2021-11-20T12:26:32+00:00Saturday 20 November 2021|
  • Staff in the Tulip Clinic

A clinic has been set up at Walsall Manor Hospital to offer pregnant Afghan women a ‘one stop shop’ for their maternity care.

The Tulip Clinic, named after the national flower in Afghanistan which is associated with birth and the love between a sibling and its parent, was the first to open in the area.

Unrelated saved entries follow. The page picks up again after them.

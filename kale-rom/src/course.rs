// Copyright (C) 2025 Piers Finlayson <piers@piers.rocks>
//
// MIT License

//! Course files: a single level exported as JSON, so it can be moved
//! between ROMs or slots.

use serde::{Deserialize, Serialize};
use std::fs;
use std::path::Path;

use crate::error::{Result, RomError};
use crate::level::{Exit, LevelData, LevelHeader, Sprite};

pub const COURSE_VERSION: u32 = 1;

#[derive(Debug, Clone, PartialEq, Eq, Serialize, Deserialize)]
pub struct CourseFile {
    pub version: u32,
    pub header: LevelHeader,
    pub tileset: u8,
    #[serde(default)]
    pub no_return: bool,
    /// One row per tile row, each as wide as the level
    pub tiles: Vec<Vec<u8>>,
    #[serde(default)]
    pub sprites: Vec<Sprite>,
    #[serde(default)]
    pub exits: Vec<Exit>,
}

impl CourseFile {
    pub fn from_level(level: &LevelData) -> Self {
        Self {
            version: COURSE_VERSION,
            header: level.header,
            tileset: level.tileset,
            no_return: level.no_return,
            tiles: (0..level.header.height())
                .map(|y| level.row(y).to_vec())
                .collect(),
            sprites: level.sprites.clone(),
            exits: level.exits.clone(),
        }
    }

    /// Builds a level for slot `num`, checked the same way it would be on
    /// save.
    pub fn to_level(&self, num: usize) -> Result<LevelData> {
        if self.version != COURSE_VERSION {
            return Err(RomError::Parse(format!(
                "course file version {} (expected {})",
                self.version, COURSE_VERSION
            )));
        }
        self.header.validate(num)?;

        let (width, height) = (self.header.width(), self.header.height());
        if self.tiles.len() != height {
            return Err(RomError::Parse(format!(
                "course file has {} tile rows, level is {} tall",
                self.tiles.len(),
                height
            )));
        }

        let mut level = LevelData::new(self.header);
        for (y, row) in self.tiles.iter().enumerate() {
            if row.len() != width {
                return Err(RomError::Parse(format!(
                    "course file row {} has {} tiles, level is {} wide",
                    y,
                    row.len(),
                    width
                )));
            }
            for (x, &tile) in row.iter().enumerate() {
                level.set_tile(x, y, tile)?;
            }
        }
        level.tileset = self.tileset;
        level.no_return = self.no_return;
        level.sprites = self.sprites.clone();
        level.exits = self.exits.clone();

        level.validate(num)?;
        Ok(level)
    }

    pub fn to_json(&self) -> Result<String> {
        Ok(serde_json::to_string_pretty(self)?)
    }

    pub fn from_json(s: &str) -> Result<Self> {
        Ok(serde_json::from_str(s)?)
    }

    pub fn read_file<P: AsRef<Path>>(path: P) -> Result<Self> {
        let path = path.as_ref();
        let content = fs::read_to_string(path).map_err(|source| RomError::Io {
            path: path.to_path_buf(),
            source,
        })?;
        Self::from_json(&content)
    }

    pub fn write_file<P: AsRef<Path>>(&self, path: P) -> Result<()> {
        let path = path.as_ref();
        fs::write(path, self.to_json()?).map_err(|source| RomError::Io {
            path: path.to_path_buf(),
            source,
        })
    }
}
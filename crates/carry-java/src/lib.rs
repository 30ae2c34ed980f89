//! Java symbol model for carry.
//!
//! [`SymbolModel`] is the read-only view the refactorings consume: declarations, call
//! expressions with their statically bound targets, and a project-wide reference index.
//! [`JavaIndex`] implements it over source text parsed with `tree-sitter-java`. It does not
//! type-check; it resolves what a declaration-level reading of the sources allows and leaves
//! the rest unresolved.

mod body;
mod index;
mod model;
mod names;
mod syntax;

pub use index::JavaIndex;
pub use names::is_valid_identifier;
pub use model::{
    CallSite, FieldDecl, FieldId, FieldUsage, FileHeader, ImportDecl, MethodDecl, MethodId, Param,
    Qualifier, QualifierShape, SymbolModel, TypeDecl, TypeKind, TypeMention, TypeName, Visibility,
};
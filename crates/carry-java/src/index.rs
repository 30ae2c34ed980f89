use std::collections::{BTreeMap, HashMap, HashSet};

use carry_core::{FileId, TextRange};

use crate::body::{BodyFacts, RawCall, RawName, RawQualifier, Segment};
use crate::model::{
    CallSite, FieldDecl, FieldId, FieldUsage, FileHeader, ImportDecl, MethodDecl, MethodId,
    Qualifier, QualifierShape, SymbolModel, TypeDecl, TypeKind, TypeMention,
    TypeName, Visibility,
};
use crate::names::is_primitive;
use crate::syntax::{self, base_type_name, erase_type, ParsedFile, ParsedType};

/// A [`SymbolModel`] built from Java source text.
///
/// Building is best effort: unparseable regions are skipped and unresolvable calls are kept
/// with `target: None`. Indexing never fails.
#[derive(Debug, Default)]
pub struct JavaIndex {
    files: BTreeMap<FileId, IndexedFile>,
    types: BTreeMap<TypeName, TypeDecl>,
    methods: BTreeMap<MethodId, MethodDecl>,
    fields: BTreeMap<FieldId, FieldDecl>,
    calls: Vec<CallSite>,
    usages: Vec<FieldUsage>,
    mentions: HashMap<MethodId, Vec<TypeMention>>,
    receiver_uses: HashMap<MethodId, Vec<TextRange>>,
    calls_by_method: HashMap<MethodId, Vec<usize>>,
    usages_by_method: HashMap<MethodId, Vec<usize>>,
    method_refs: HashMap<MethodId, Vec<usize>>,
    field_refs: HashMap<FieldId, Vec<usize>>,
}

#[derive(Debug)]
struct IndexedFile {
    text: String,
    header: FileHeader,
    /// Identifiers outside the package clause and imports.
    identifiers: HashSet<String>,
}

struct PendingFile<'t> {
    file: FileId,
    text: &'t str,
    parsed: ParsedFile,
    /// Qualified name per parsed type; `None` for duplicates.
    types: Vec<Option<TypeName>>,
    /// Method id per parsed method, per parsed type; `None` for duplicates.
    methods: Vec<Vec<Option<MethodId>>>,
}

enum Lookup {
    Found(MethodId),
    Ambiguous,
    Missing,
}

impl Lookup {
    fn found(self) -> Option<MethodId> {
        match self {
            Lookup::Found(id) => Some(id),
            Lookup::Ambiguous | Lookup::Missing => None,
        }
    }
}

struct Scope<'s> {
    file: &'s FileId,
    ty: &'s TypeName,
    locals: &'s HashMap<String, String>,
}

#[derive(Default)]
struct FileAnalysis {
    calls: Vec<CallSite>,
    usages: Vec<FieldUsage>,
    mentions: Vec<(MethodId, Vec<TypeMention>)>,
    receiver_uses: Vec<(MethodId, Vec<TextRange>)>,
}

fn is_varargs(method: &MethodDecl) -> bool {
    method.params.last().is_some_and(|p| p.ty.ends_with("..."))
}

fn arity_matches(method: &MethodDecl, arg_count: usize) -> bool {
    let declared = method.params.len();
    if is_varargs(method) {
        arg_count + 1 >= declared
    } else {
        declared == arg_count
    }
}

fn qualifier_from(text: &str, raw: &RawQualifier) -> Qualifier {
    let shape = match raw.segments.as_slice() {
        [Segment::This] => QualifierShape::This,
        [Segment::Super] => QualifierShape::Super,
        [Segment::Name(_)] => QualifierShape::Simple,
        _ => QualifierShape::Compound,
    };
    Qualifier {
        text: raw.range.slice(text).to_string(),
        range: raw.range,
        shape,
    }
}
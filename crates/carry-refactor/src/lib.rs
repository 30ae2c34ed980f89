//! Move-method refactoring for carry.
//!
//! [`move_method`] relocates a method to another type together with every helper that only it
//! uses. Helpers that are still called from elsewhere stay behind and are reached through a
//! field; call sites across the workspace are rewritten, fields are injected where code needs
//! a receiver, and imports and unused fields are tidied up. The result is a single
//! [`carry_core::WorkspaceEdit`] plus a [`MoveReport`].

mod call_graph;
mod imports;
mod inject;
mod layout;
mod movability;
mod mover;
mod preview;
mod references;
mod report;
mod rewrite;
mod transaction;
mod visibility;

pub use call_graph::CallGraph;
pub use inject::{FieldInjector, InjectedField};
pub use movability::{compute_group, compute_group_with, MovabilityMap, StayReason};
pub use mover::{
    analyze_method, move_method, move_method_with, MoveMethodError, MoveMethodParams,
    MoveOptions, MoveOutcome,
};
pub use preview::{generate_preview, FilePreview, RefactoringPreview};
pub use references::{
    classify, collect_used_types, find_external_types_referenced_in_methods, find_references_of,
    CallerPlacement, Reference, UsedType,
};
pub use report::{Conflict, MoveReport, StayedMethod};
pub use rewrite::{requalified_call_edit, unqualified_call_edit, ReferenceRewriter};
pub use transaction::{EditBatch, Transaction};
pub use visibility::{required_visibility, FieldVisibility, ParseFieldVisibilityError};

It has its own dedicated midwife, Lucy Blowfield, for ante and post-natal care, while there is also a linked midwife to the Delivery Suite.

Six Afghan women have now been identified to join Walsall Healthcare NHS Trust’s maternity pathway. This was the first to be established in the Local Maternity and Neonatal System (LMNS) which covers the NHS trusts at Walsall, The Royal Wolverhampton, The Dudley Group and Sandwell and West Birmingham.

The women are part a community of around 120 Afghan refugees – around 27 families – who have recently been housed in Walsall borough as part of the Government’s relocation scheme. The group of Afghan refugees helped British troops in Afghanistan before the Taliban regained control.

Matron for Maternity and Outpatients Laura Parsons said: “We see this as a one stop shop for maternity care for Afghan women.

“This is an opportunity for women to come in and be assessed by a dedicated Community Midwife and have the support from the Health Visitor, face to face, as well as link in with the Consultant Obstetrician.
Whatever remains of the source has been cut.